Larry Cohen: The cast members were different in each sequel. They were all quite different from each other. The third one in particular had a large comedic quality to it, as well as the horror. I just didn’t want to do the same movie over and over again.   

Diabolique: What was it like to work with Richard Lynch on God Told Me To (1976)?

Larry Cohen: Well, Richard Lynch was a very fine actor. Id’ seen him in a picture called Scarecrow (1973) where he beat Al Pacino half to death. He was an itinerant and they were on the road and he decided to rob him and give him a terrible beating. I said, “this is the guy, he’s a really good movie villain.” I hired him and he was very affable. As a matter of fact, we were changing in wardrobe and I saw his body. I said “my god!” His body was covered in scars. He had set fire to himself in a protest. On the Vietnam War, I guess. He had incinerated himself. He survived, but his entire torso was covered in scar tissue – including the thing that looked like an opening in his chest. I said “hey, can we use your body in the show? Will you let us photograph you as you are?” He said he would! So, that’s how that thing came about with the opening in his chest that looked like a sexual organ. I didn’t have that in the script; that was completely improvised based on what was really there. I didn’t have to do a makeup job on him. He said to me when it was finished, “should I come to California?” He thought maybe he could get work out in LA. I said “if you come to California you’ll be on every show and every TV show. You’ll be the villain in every movie.” Sure enough, he came out to California and it was true, he DID get all those heavy parts.

Diabolique: My ex-wife wanted me to tell you this – she’s a big fan of yours – she has a tattoo that says “God Told Me To” along her lower back.

Larry Cohen: Why would she have that?!

Diabolique: She has a lot of crazy tattoos!

Larry Cohen: She sounds like a real fan to me.

Diabolique: She was jealous that I was going to be talking to you.

Larry Cohen: You know what’s amazing? God Told Me To was made over 40 years ago and today there are people going around killing and blowing other people up. The last thing they say before they do it is “God is good.” That’s their saying before they commit a terrible, atrocious crime. It’s not too far from “God told me to.”

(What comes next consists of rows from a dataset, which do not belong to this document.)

//! UI module for the terminal landing page.
//!
//! Ratatui-based rendering plus crossterm input routing. The meter track
//! is measured from the same layout that draws it, so pointer coordinates
//! convert to percentages against exactly what is on screen.
//!
//! ## Architecture
//!
//! ```text
//! ┌─────────────────────────────────────────────────────────────────┐
//! │                           app.rs                                │
//! │  input thread ── tokio::select loop ── Terminal<Crossterm>      │
//! └───────────────────────────────┬─────────────────────────────────┘
//!                                 │
//!                                 ▼
//! ┌─────────────────────────────────────────────────────────────────┐
//! │                          views/                                 │
//! │  View trait ─── LandingView ─── MeterView                       │
//! │       │               │                                         │
//! │       │         LandingState (scroll, input, hotspots)          │
//! └───────┼─────────────────────────────────────────────────────────┘
//!         │
//!         ▼
//! ┌─────────────────────────────────────────────────────────────────┐
//! │                       components/                               │
//! │  MeterPanel ─── Gauge ─── HelpBar ─── Section chrome            │
//! └─────────────────────────────────────────────────────────────────┘
//! ```
//!
//! ## Modules
//!
//! - `views` - View trait and implementations (Landing, Meter)
//! - `components` - Reusable widgets (MeterPanel, Gauge, HelpBar)
//! - `events` - Quit/scroll/hit-test helpers
//! - `layout` - Centered bands and card rows
//! - `colors` - Brand color constants

pub mod colors;
pub mod components;
pub mod events;
pub mod layout;
pub mod views;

Diabolique: Part of the lasting power of that film is how the story is so human and it translates so well to today.

Larry Cohen: I was cleaning out my drawer the other day and I came across a note from Penn Jillette from Penn and Teller. From a few years ago. I didn’t ever remember I had this. He said he just saw God Told Me To on video and it was one of his favorite movies of all time. I appreciated that. I wish I would have remembered; he could have been in the documentary. I blocked it completely from my memory, but there it was.

Diabolique: He’s big and loud. He would have been a fun person to have in there. How did it feel to be the subject of a documentary? Did it come naturally, or did it feel like you had the spotlight a little more than you prefered?

Larry Cohen: I never thought about it, really. It wasn’t my idea. They called me up and said they wanted to do it and I said “that’s great as long as I don’t have to have anything to do with it. I’m not financing it and I’m not directing it. I’ll just cooperate and you guys do what you want and when the picture’s finished, show it to me.” I didn’t want to be in there controlling the project. I’m a control freak, so if I got involved at all, I’d probably try to take it over. I didn’t want to do that. I just wanted them to make what they wanted to do – and they did! And it came off pretty well.

Diabolique: It did, I loved it. You have such a diverse and long career, were there any stories you wanted to get across that didn’t wind up in the film?

Larry Cohen: Sure, there were plenty. They left out all of my theatrical credits, my stage stuff: Broadway, off – Broadway, London. They left all that out. That’s for the sequel I guess. And they left out my involvement with Peter Falk. I wrote one of the first TV shows that Peter Falk ever did – Kraft Television Theater (1947 – 1958) on New York live television. That propelled him into his movie career because the producer of Murder Inc. (1960) saw him on my show and they hired him for that movie. He came on and played the same character he played on my show, wore the same wardrobe, even. He got an Oscar nomination for Best Supporting Actor and became somewhat of a star. Years later, Peter and I worked together on Columbo (1971 – 2003). We always kept our friendship up over the years. That would have been nice to show the initial scenes that Peter Falk and Jack Klugman did on my TV show, Night Cry (1958). But, that ALSO will be in the sequel.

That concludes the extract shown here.